╭─ Listed entries
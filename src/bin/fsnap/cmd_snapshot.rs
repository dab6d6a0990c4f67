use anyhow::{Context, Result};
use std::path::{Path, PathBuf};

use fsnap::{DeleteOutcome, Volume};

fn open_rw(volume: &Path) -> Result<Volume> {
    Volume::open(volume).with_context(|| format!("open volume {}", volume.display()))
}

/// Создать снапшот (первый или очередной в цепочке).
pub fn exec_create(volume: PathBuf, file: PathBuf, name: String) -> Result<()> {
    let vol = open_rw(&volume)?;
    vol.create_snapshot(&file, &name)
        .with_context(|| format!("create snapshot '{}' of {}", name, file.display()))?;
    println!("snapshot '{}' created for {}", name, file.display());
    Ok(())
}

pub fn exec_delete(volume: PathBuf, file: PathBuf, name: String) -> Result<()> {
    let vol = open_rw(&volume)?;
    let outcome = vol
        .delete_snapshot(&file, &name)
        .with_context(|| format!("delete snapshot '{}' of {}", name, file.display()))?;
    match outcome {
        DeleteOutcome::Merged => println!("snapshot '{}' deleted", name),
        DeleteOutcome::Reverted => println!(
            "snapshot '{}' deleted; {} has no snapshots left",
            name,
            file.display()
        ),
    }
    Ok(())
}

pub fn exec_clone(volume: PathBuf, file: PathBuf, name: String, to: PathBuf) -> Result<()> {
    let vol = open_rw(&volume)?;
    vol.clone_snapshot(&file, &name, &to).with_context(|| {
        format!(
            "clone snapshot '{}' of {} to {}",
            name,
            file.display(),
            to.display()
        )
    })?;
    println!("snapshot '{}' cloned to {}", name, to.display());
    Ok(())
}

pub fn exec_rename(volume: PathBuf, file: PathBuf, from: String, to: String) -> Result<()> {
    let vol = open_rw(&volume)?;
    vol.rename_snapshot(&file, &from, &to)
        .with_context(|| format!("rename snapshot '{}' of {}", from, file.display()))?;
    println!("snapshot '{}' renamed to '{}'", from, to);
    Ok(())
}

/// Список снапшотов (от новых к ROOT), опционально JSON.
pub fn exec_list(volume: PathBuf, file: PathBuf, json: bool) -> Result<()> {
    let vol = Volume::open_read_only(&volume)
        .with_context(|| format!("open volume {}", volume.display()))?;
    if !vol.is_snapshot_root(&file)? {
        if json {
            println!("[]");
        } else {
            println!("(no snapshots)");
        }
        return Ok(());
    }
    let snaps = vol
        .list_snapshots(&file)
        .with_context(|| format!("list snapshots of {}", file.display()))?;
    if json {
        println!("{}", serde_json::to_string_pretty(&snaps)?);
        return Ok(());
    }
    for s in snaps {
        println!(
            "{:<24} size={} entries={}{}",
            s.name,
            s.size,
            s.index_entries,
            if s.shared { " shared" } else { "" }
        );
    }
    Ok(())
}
╰─
╭─ Listed entries
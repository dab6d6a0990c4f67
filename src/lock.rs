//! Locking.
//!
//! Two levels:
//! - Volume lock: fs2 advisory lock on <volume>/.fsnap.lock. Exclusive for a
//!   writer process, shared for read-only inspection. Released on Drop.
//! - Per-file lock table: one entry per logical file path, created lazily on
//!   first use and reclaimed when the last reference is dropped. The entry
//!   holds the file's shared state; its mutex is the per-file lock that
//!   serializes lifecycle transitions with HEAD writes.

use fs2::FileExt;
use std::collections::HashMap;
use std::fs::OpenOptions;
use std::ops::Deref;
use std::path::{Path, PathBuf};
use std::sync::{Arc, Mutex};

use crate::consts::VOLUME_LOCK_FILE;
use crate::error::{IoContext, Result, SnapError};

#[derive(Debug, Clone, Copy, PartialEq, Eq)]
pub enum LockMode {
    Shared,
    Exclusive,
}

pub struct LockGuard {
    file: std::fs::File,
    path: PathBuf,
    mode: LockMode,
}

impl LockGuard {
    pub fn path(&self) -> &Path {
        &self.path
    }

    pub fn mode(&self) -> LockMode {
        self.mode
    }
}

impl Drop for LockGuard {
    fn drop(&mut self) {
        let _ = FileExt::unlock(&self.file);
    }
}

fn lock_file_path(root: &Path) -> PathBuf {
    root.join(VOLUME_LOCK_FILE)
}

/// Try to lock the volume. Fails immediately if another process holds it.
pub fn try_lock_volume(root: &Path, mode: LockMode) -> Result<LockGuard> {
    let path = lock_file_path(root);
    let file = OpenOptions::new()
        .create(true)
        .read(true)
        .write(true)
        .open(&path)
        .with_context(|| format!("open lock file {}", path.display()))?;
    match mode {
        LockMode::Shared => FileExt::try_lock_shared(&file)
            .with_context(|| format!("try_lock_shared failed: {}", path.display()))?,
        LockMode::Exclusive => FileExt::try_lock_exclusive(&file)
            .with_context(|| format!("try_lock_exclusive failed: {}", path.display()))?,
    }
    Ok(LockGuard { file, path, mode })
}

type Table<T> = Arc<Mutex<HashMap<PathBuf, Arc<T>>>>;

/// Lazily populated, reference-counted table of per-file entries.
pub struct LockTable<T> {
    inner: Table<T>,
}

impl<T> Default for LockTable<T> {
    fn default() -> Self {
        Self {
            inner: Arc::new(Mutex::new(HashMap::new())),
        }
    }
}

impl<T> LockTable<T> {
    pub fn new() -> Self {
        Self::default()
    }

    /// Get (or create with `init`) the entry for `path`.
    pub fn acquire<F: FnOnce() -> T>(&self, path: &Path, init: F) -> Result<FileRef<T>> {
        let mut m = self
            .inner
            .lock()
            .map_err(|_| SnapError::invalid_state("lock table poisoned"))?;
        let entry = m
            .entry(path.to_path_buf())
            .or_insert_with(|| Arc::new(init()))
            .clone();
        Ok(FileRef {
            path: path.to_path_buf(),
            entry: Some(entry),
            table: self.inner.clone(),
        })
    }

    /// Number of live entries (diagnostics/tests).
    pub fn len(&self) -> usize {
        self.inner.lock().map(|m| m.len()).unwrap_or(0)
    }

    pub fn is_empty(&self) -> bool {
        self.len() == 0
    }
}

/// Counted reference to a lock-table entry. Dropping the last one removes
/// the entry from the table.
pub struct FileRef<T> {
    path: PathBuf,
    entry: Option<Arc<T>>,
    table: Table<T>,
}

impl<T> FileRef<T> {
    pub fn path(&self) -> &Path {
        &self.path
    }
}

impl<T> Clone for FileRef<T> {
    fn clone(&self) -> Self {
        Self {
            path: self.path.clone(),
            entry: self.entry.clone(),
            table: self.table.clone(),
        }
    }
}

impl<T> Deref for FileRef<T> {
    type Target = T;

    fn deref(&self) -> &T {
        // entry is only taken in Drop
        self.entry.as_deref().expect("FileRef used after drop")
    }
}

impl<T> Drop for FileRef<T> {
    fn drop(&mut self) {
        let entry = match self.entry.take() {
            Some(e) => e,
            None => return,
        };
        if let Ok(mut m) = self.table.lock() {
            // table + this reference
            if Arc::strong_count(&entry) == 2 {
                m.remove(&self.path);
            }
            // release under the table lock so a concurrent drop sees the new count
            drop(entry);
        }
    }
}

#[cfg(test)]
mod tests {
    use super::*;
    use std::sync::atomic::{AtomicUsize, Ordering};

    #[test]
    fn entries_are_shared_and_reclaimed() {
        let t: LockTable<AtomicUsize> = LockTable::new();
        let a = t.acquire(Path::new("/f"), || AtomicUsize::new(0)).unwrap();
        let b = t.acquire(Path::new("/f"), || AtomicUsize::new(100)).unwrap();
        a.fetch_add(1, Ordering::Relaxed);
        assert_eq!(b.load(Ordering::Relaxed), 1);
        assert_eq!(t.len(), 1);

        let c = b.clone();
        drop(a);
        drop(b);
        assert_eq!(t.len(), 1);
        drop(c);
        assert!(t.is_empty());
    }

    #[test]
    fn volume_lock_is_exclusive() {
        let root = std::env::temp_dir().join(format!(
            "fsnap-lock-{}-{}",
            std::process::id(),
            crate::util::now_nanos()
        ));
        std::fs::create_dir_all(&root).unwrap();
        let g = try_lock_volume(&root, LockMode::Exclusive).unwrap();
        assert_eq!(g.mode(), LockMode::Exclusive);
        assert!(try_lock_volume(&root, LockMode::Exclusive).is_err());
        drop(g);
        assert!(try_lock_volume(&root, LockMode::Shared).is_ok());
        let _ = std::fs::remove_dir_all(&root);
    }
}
╰─
Among the lines above, find those with the string "HashMap" and copy them.

use std::collections::HashMap;
type Table<T> = Arc<Mutex<HashMap<PathBuf, Arc<T>>>>;
            inner: Arc::new(Mutex::new(HashMap::new())),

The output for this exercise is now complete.